Additionally, it is possible that participating patients have other clinical characteristics than non-participating patients. For example, it is possible that participating patients will be patients who talk more easily about end-of-life care than patients who do not want to take part in the study. Moreover, it is possible that physicians do not want to ask their terminally ill patients to participate in the study.

Nevertheless, the risk for selection bias will be reduced by the participation of seven hospitals and about 25 physicians in the recruitment of patients. Additionally, we will collect some data from a group of non-participating patients as mentioned before.

A part of the included patients will probably have co-existing morbidities, not included in the Charlson comorbidity index, like osteoarthritis, which could possibly affect symptom experience, care needs, health status and caregiver burden.
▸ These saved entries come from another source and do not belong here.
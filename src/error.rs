use core::fmt;
use std::{
    error::Error,
    fmt::{Debug, Display, Formatter},
};

use parser::YamlError;

pub struct CleanError(pub Box<dyn Error>);

impl Debug for CleanError {
    fn fmt(&self, f: &mut Formatter<'_>) -> std::fmt::Result {
        write!(f, "\r\x1b[K{}", self)
    }
}

impl Display for CleanError {
    fn fmt(&self, f: &mut fmt::Formatter<'_>) -> fmt::Result {
        write!(f, "\x1b[31mERROR\x1b[0m: {}", self.0)
    }
}

impl Error for CleanError {}

impl From<YamlError> for CleanError {
    fn from(e: YamlError) -> Self {
        CleanError(Box::new(e))
    }
}

impl From<std::io::Error> for CleanError {
    fn from(e: std::io::Error) -> Self {
        CleanError(Box::new(e))
    }
}

impl From<std::net::AddrParseError> for CleanError {
    fn from(e: std::net::AddrParseError) -> Self {
        CleanError(Box::new(e))
    }
}

impl From<crate::deflate::DeflateError> for CleanError {
    fn from(e: crate::deflate::DeflateError) -> Self {
        CleanError(Box::new(e))
    }
}

impl From<String> for CleanError {
    fn from(s: String) -> Self {
        // Use a simple custom error type to wrap the string
        CleanError(Box::new(YamlError::Generic(s)))
    }
}

impl From<&str> for CleanError {
    fn from(s: &str) -> Self {
        CleanError(Box::new(YamlError::Generic(s.to_string())))
    }
}

pub type Result<T> = std::result::Result<T, CleanError>;
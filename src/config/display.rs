use std::fmt;
use crate::config::types::{ServerConfig, RouteConfig};

impl fmt::Display for ServerConfig {
    fn fmt(&self, f: &mut fmt::Formatter<'_>) -> fmt::Result {
        writeln!(
            f, 
            "  \x1b[38;5;244m───────────────────────────────────────────────\x1b[0m"
        )?;
        writeln!(f, "  \x1b[1;34m⦿\x1b[0m \x1b[1;37mNetwork:\x1b[0m     \x1b[32m{}\x1b[0m \x1b[38;5;244mvia ports\x1b[0m \x1b[1;32m{:?}\x1b[0m", self.host, self.ports)?;
        writeln!(
            f, 
            "  \x1b[1;34m⦿\x1b[0m \x1b[1;37mIdentity:\x1b[0m    \x1b[36m{}\x1b[0m",
            self.server_name
        )?;
        writeln!(
            f, 
            "  \x1b[1;34m⦿\x1b[0m \x1b[1;37mDefault:\x1b[0m     \x1b[{}m{}\x1b[0m",
            if self.default_server { "32" } else { "31" },
            if self.default_server { "YES" } else { "NO" }
        )?;
        writeln!(
            f, 
            "  \x1b[1;34m⦿\x1b[0m \x1b[1;37mBody Limit:\x1b[0m  \x1b[33m{} KB\x1b[0m",
            self.client_max_body_size / 1024
        )?;

        if !self.deflate_extensions.is_empty() {
            writeln!(
                f,
                "  \x1b[1;34m⦿\x1b[0m \x1b[1;37mDeflate Ext:\x1b[0m \x1b[36m{:?}\x1b[0m",
                self.deflate_extensions
            )?;
        }

        if !self.error_pages.is_empty() {
            writeln!(f, "  \x1b[1;34m⦿\x1b[0m \x1b[1;37mError Pages:\x1b[0m")?;
            for (code, path) in &self.error_pages {
                writeln!(
                    f, 
                    "    \x1b[38;5;244m{:4}\x1b[0m → \x1b[31m{}\x1b[0m",
                    code, path
                )?;
            }
        }

        writeln!(
            f, 
            "\n  \x1b[1;37m📋 ROUTING TABLE ({}) \x1b[0m",
            self.routes.len()
        )?;
        writeln!(
            f, 
            "  \x1b[38;5;244m───────────────────────────────────────────────\x1b[0m"
        )?;

        let mut sorted_routes = self.routes.clone();
        sorted_routes.sort_by(|a, b| a.path.cmp(&b.path));

        for (idx, route) in sorted_routes.iter().enumerate() {
            let is_last = idx == sorted_routes.len() - 1;
            let branch = if is_last {
                "  └──"
            } else {
                "  ├──"
            };
            writeln!(
                f, 
                "  \x1b[38;5;244m{}\x1b[0m \x1b[1;37m{}\x1b[0m",
                branch, route.path
            )?;
            route.fmt_details(f, is_last)?;
            if !is_last {
                writeln!(f, "  \x1b[38;5;244m    │\x1b[0m")?;
            }
        }
        Ok(())
    }
}

impl RouteConfig {
    pub(crate) fn fmt_details(&self, f: &mut fmt::Formatter<'_>, is_last_route: bool) -> fmt::Result {
        let indent = if is_last_route { "     " } else { "  │  " };
        let methods_fmt = self.methods.join(" | ");

        writeln!(
            f, 
            "  \x1b[38;5;250m{}├─ Methods:\x1b[0m \x1b[48;5;236m\x1b[38;5;250m {}\x1b[0m",
            if is_last_route { "   " } else { "    " },
            methods_fmt
        )?;
        writeln!(
            f, 
            "  \x1b[38;5;250m{}├─ Root:\x1b[0m    \x1b[32m{}\x1b[0m",
            indent, self.root
        )?;
        writeln!(
            f, 
            "  \x1b[38;5;250m{}├─ Default:\x1b[0m  \x1b[36m{}\x1b[0m",
            indent, self.default_file
        )?;
        writeln!(
            f, 
            "  \x1b[38;5;250m{}├─ Autoindex:\x1b[0m \x1b[{}m{}\x1b[0m",
            indent,
            if self.autoindex { "32" } else { "31" },
            if self.autoindex { "ON" } else { "OFF" }
        )?;

        if let Some(redir) = &self.redirection {
            writeln!(
                f, 
                "  \x1b[38;5;250m{}├─ Redirect:\x1b[0m \x1b[35m{}\x1b[0m",
                indent, redir
            )?;
        }
        if let Some(cgi) = &self.cgi_ext {
            writeln!(
                f,
                "  \x1b[38;5;250m{}└─ CGI:\x1b[0m     \x1b[38;5;208m{}\x1b[0m",
                indent, cgi
            )?;
        } else {
            writeln!(
                f,
                "  \x1b[38;5;250m{}└─ CGI:\x1b[0m      \x1b[31mDISABLED\x1b[0m",
                indent
            )?;
        }

        for (idx, child) in self.children.iter().enumerate() {
            let is_last_child = idx == self.children.len() - 1;
            writeln!(
                f,
                "  \x1b[38;5;244m{}↳──\x1b[0m \x1b[1;37m{}\x1b[0m",
                indent, child.path
            )?;
            child.fmt_details(f, is_last_route && is_last_child)?;
        }
        Ok(())
    }
}

pub fn display_config(configs: &Vec<ServerConfig>) {
    println!("\n\x1b[1;35m 🌐 SERVER CONFIGURATION DASHBOARD\x1b[0m");
    println!(
        "\x1b[38;5;240m ════════════════════════════════════════════════════════════════\x1b[0m"
    );
    for (i, server) in configs.iter().enumerate() {
        println!("\n  \x1b[1;37mSERVER BLOCK {:02}\x1b[0m", i + 1);
        print!("{}", server);
    }
    println!(
        "\n\x1b[38;5;240m ════════════════════════════════════════════════════════════════\x1b[0m"
    );
    println!(" \x1b[1;32m✔\x1b[0m Configuration loaded successfully - Ready for requests!\n");
}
Therefore, patients will be asked to report co-existing morbidities not included in the Charlson comorbidity index.

The lack of previous results makes it impossible to perform power calculations. Therefore a lack of power of this study may be possible.

Finally, previous authors described the challenges of performing prospective longitudinal research in patients with end-stage chronic diseases.[44, 53] However, the recruitment in the present study will be stimulated by the involvement of about 25 physicians of 7 hospitals and the active role of the research nurses in recruitment. The home visits by a research nurse or researcher will stimulate sustaining participation of patients and caregivers. This will provide patients and caregivers the most convenient setting for data collection.

Clinical consequences

The present study will identify the daily symptoms experienced by patients with severe to very severe COPD, CHF and CRF. The present study will identify the care needs which should receive attention in the development of management programs for patients with severe to very severe COPD, CHF or CRF. Additionally, the present study will reveal the end-of-life care treatment preferences and, if present, the changes in treatment preferences of patients with end-stage COPD, CHF or CRF, which will identify which and when treatment preferences should be discussed with the individual patient and his or her loved ones. The communication needs and barriers and facilitators of end-of-life care communication which will be found in this study may give recommendations for improvement of end-of-life care communication between patients with end-stage COPD, CHF or CRF, their loved ones and treating physician. Finally, the present study will identify the factors affecting caregiver burden, which may increase the possibilities to influence caregiver burden in future management programs.

Conclusion

To date, the symptoms, care needs, caregiver burden, end-of-life care treatment preferences and end-of-life care communication of patients with very severe COPD, CHF or CRF have been studied scarcely. The present study will increase the knowledge about the symptoms, care needs, caregiver burden, end-of-life care treatment preferences and communication needs from the views of patients, their families and their treating physician. This knowledge is necessary to optimize palliative care for patients with COPD, CHF or CRF. Here, the study protocol is described and a preliminary analysis of the possible strengths, weaknesses and clinical consequences is outlined.